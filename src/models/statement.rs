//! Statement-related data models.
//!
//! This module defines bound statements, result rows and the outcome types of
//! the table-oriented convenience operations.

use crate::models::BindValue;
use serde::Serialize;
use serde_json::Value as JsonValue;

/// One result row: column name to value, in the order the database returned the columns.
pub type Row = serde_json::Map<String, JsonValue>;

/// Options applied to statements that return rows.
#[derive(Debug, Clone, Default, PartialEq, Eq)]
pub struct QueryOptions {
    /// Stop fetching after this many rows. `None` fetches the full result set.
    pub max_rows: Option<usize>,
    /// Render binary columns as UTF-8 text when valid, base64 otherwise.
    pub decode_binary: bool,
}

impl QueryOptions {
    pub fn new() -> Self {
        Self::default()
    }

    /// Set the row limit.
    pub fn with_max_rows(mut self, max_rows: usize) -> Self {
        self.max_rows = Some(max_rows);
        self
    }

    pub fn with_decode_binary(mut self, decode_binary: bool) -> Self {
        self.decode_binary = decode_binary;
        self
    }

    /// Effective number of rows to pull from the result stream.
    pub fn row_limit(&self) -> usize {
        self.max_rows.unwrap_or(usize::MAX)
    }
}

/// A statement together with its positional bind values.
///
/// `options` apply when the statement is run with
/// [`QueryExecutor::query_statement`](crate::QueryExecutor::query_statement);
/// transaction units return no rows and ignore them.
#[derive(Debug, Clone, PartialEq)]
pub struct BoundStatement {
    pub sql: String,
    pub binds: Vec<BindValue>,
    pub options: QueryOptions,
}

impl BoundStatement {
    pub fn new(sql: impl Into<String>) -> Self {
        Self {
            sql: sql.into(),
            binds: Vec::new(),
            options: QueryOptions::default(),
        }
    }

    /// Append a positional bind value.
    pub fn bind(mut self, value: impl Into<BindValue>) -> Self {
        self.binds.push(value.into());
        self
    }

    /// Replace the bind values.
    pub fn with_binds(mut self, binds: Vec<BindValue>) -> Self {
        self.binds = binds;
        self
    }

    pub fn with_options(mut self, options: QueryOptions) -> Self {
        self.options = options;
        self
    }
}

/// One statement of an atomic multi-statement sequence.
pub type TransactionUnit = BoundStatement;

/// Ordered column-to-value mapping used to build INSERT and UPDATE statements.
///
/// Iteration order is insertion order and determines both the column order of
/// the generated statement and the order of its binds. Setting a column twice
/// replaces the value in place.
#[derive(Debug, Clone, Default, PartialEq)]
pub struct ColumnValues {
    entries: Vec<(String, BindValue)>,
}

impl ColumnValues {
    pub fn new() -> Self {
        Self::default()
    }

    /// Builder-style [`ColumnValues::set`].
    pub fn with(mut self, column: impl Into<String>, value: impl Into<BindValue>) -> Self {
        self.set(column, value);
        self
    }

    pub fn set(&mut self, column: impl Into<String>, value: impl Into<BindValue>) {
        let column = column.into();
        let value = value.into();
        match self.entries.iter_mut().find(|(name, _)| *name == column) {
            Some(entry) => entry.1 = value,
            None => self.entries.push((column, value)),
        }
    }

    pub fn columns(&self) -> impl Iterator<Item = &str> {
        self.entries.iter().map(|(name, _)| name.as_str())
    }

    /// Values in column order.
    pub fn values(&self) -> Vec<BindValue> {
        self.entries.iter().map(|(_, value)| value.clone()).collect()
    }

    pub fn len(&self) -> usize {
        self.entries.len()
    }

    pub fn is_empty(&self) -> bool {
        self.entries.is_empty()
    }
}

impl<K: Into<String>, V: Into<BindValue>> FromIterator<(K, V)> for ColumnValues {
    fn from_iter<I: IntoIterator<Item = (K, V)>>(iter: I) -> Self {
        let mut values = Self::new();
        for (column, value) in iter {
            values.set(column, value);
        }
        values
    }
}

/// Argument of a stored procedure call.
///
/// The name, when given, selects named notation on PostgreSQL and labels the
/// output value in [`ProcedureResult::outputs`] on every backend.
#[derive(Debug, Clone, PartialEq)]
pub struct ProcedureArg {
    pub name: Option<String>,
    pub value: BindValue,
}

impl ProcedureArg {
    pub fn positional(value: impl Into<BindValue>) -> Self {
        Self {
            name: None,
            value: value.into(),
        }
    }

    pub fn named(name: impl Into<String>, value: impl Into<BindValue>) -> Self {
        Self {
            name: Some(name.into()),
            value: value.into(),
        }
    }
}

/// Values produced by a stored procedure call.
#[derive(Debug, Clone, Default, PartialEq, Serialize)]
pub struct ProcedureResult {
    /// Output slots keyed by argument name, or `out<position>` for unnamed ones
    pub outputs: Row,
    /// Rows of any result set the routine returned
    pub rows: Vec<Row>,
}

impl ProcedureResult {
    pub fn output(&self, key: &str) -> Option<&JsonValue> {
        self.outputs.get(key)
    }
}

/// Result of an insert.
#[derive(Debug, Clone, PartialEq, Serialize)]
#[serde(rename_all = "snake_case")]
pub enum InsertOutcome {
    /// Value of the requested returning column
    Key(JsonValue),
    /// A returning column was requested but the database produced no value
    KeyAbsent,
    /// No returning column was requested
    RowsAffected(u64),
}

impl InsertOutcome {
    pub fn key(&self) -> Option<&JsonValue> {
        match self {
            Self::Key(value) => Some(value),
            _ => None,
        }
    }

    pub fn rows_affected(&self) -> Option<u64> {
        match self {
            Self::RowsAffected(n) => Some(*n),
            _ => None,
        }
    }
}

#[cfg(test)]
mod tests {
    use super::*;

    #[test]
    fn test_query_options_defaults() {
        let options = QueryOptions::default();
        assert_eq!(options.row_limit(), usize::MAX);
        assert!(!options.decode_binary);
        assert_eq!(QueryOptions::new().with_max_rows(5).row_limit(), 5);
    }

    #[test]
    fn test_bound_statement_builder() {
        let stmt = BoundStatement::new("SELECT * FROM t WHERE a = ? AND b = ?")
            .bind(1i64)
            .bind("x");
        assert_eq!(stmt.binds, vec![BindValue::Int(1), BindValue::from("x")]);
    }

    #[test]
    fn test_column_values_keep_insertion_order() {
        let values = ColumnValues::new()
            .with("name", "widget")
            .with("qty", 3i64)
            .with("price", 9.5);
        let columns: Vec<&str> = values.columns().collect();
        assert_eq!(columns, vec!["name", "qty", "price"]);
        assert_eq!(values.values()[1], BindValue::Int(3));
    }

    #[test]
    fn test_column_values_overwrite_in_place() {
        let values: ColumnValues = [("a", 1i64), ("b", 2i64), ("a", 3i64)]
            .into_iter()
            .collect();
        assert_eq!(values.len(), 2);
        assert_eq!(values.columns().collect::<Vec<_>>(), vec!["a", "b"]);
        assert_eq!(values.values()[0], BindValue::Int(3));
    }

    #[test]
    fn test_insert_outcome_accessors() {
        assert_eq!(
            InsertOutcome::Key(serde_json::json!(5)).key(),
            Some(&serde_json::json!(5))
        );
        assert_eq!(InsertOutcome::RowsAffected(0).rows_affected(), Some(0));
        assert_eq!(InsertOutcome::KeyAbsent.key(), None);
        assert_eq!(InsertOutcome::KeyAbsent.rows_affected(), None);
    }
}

━━━━

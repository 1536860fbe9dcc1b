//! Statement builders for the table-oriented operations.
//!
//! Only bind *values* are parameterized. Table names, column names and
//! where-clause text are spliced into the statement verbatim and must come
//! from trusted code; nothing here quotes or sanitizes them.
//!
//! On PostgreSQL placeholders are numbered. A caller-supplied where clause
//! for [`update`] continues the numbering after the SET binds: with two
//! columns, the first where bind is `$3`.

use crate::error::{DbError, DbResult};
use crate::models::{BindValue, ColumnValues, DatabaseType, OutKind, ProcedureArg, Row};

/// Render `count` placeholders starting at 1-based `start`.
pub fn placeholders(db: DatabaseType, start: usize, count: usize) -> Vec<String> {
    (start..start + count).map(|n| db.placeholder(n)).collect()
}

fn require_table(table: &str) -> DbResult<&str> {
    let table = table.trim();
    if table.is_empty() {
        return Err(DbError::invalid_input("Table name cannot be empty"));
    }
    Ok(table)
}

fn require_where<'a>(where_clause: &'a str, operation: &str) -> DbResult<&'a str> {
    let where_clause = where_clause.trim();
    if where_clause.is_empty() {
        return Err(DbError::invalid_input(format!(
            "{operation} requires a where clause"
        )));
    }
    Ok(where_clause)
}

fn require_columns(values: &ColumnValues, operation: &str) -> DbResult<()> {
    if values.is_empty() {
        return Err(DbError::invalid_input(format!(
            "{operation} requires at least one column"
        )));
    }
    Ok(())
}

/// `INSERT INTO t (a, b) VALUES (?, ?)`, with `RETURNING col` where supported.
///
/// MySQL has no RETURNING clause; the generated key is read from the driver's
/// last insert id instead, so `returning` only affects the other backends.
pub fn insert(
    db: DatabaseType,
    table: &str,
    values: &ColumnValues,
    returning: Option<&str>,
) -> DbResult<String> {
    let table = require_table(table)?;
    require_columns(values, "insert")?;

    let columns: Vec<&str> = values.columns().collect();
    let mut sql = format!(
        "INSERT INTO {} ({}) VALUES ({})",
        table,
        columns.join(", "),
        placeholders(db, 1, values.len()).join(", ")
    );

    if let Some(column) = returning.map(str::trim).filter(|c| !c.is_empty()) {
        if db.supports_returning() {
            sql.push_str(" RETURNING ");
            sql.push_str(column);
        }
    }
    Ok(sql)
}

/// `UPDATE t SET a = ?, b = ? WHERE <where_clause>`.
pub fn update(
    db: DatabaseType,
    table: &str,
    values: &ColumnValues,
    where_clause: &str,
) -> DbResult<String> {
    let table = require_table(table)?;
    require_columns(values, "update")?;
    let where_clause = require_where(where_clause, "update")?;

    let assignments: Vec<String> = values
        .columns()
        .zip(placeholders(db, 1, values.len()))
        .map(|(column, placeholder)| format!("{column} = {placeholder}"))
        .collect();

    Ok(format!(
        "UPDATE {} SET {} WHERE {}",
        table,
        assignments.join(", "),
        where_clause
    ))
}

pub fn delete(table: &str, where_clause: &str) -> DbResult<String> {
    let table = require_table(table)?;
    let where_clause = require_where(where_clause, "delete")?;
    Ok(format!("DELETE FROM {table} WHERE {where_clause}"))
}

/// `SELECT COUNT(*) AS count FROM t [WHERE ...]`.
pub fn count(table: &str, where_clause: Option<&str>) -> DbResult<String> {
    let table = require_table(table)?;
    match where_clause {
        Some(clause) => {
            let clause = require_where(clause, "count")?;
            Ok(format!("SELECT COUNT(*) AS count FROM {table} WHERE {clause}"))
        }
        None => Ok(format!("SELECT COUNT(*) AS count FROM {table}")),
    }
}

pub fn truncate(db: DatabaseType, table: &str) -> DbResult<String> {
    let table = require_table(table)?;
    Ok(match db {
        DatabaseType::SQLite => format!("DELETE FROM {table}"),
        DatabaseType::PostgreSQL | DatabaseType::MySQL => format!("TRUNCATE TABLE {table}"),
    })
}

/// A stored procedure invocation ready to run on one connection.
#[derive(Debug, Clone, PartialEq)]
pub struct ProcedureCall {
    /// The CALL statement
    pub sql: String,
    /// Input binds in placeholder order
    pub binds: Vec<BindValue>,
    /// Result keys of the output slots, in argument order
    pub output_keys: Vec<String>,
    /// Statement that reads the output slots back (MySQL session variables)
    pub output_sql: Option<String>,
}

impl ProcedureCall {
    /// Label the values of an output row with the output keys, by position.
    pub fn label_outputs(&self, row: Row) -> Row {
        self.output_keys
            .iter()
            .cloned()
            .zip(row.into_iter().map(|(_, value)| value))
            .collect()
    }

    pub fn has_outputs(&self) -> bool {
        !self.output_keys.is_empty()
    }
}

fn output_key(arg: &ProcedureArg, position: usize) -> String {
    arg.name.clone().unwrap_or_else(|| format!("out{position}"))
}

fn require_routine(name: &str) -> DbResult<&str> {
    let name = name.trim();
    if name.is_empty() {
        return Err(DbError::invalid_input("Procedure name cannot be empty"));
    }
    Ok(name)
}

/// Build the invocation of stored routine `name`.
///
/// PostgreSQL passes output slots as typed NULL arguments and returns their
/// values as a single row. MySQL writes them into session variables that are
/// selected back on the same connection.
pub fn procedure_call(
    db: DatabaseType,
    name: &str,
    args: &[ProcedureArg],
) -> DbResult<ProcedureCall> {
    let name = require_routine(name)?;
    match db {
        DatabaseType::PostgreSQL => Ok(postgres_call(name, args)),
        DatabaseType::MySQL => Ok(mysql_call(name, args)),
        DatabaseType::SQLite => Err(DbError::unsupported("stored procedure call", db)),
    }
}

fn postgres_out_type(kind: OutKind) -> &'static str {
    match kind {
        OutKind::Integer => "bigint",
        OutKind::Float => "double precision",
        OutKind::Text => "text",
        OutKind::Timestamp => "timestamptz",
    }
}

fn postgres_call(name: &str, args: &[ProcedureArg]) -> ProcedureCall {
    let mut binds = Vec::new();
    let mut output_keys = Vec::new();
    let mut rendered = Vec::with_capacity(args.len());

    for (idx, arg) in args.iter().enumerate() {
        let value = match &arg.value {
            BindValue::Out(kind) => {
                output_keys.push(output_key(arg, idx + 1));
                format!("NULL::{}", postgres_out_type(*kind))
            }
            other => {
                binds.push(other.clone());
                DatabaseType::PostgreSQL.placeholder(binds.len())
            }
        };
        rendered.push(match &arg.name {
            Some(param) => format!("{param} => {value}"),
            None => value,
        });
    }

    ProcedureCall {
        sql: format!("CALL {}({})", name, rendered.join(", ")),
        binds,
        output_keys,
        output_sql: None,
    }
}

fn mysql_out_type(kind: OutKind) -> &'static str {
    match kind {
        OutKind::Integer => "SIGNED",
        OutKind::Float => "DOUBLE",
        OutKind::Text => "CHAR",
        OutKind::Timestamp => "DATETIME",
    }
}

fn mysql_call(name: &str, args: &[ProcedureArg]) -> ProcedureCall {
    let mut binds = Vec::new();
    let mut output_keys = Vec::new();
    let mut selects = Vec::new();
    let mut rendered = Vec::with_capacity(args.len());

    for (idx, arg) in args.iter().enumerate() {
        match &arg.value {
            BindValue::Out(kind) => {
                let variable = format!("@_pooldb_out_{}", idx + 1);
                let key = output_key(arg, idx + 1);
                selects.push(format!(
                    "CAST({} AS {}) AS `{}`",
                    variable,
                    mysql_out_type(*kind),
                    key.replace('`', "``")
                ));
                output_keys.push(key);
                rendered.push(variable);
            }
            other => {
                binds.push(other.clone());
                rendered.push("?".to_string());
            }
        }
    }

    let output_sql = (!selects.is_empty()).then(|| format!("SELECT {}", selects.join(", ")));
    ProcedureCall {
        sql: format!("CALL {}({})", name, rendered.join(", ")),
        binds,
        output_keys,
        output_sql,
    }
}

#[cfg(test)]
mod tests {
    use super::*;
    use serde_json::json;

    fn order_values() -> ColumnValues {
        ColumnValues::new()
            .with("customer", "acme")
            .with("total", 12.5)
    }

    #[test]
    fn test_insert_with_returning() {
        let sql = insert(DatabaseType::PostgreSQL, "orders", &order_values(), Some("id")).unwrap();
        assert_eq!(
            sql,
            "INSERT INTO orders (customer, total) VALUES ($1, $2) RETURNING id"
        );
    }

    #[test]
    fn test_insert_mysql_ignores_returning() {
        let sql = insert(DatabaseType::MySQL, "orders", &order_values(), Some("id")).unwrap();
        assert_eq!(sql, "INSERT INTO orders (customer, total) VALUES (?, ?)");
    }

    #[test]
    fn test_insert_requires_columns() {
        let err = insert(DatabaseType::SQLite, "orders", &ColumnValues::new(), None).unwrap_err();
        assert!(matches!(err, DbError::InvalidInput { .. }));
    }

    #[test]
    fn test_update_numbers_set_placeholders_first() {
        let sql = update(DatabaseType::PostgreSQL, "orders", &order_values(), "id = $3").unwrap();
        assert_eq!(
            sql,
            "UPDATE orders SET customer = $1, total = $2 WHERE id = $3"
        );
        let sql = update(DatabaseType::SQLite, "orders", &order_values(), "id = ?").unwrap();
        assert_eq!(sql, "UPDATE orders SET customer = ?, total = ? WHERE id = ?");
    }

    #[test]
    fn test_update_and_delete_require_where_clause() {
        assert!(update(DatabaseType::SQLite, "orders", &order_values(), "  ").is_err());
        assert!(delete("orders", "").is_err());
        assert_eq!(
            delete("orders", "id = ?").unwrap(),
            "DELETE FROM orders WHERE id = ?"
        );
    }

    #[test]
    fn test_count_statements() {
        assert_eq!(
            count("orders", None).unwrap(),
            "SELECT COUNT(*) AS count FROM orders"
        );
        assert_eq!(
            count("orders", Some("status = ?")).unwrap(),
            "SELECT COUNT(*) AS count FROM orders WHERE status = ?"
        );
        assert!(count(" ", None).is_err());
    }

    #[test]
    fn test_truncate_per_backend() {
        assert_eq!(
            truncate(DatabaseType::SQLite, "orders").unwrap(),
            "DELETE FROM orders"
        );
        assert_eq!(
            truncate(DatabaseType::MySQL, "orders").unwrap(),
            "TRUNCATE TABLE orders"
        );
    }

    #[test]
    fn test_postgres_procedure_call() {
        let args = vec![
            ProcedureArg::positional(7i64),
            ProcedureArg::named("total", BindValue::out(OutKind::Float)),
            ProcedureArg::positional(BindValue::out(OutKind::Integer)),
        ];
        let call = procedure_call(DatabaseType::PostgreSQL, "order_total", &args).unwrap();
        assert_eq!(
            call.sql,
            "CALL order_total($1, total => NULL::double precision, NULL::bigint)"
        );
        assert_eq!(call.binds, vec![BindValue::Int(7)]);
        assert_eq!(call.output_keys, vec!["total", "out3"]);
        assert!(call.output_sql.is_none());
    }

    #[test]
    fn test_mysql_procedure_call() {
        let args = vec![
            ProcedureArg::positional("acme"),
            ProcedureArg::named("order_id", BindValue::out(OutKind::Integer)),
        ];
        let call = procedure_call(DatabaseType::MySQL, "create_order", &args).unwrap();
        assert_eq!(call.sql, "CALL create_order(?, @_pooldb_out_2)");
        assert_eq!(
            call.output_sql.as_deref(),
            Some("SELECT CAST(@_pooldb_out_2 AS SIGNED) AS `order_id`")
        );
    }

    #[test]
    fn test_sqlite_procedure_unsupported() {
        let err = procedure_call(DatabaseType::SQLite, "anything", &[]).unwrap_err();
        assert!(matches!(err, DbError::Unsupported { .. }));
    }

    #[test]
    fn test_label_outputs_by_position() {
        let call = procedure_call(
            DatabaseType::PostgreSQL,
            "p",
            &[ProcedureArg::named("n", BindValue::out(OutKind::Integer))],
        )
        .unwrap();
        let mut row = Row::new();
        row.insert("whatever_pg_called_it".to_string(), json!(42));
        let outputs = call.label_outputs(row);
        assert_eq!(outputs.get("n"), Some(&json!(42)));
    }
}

━━━━

* **Brief**:
In the listing above, locate the line containing "filename src/models/statement.rs" and the line containing "valid, base64 otherwise.", then transcribe both and every line between them verbatim.

* **Reply to the task**:
filename src/models/statement.rs
//! Statement-related data models.
//!
//! This module defines bound statements, result rows and the outcome types of
//! the table-oriented convenience operations.

use crate::models::BindValue;
use serde::Serialize;
use serde_json::Value as JsonValue;

/// One result row: column name to value, in the order the database returned the columns.
pub type Row = serde_json::Map<String, JsonValue>;

/// Options applied to statements that return rows.
#[derive(Debug, Clone, Default, PartialEq, Eq)]
pub struct QueryOptions {
    /// Stop fetching after this many rows. `None` fetches the full result set.
    pub max_rows: Option<usize>,
    /// Render binary columns as UTF-8 text when valid, base64 otherwise.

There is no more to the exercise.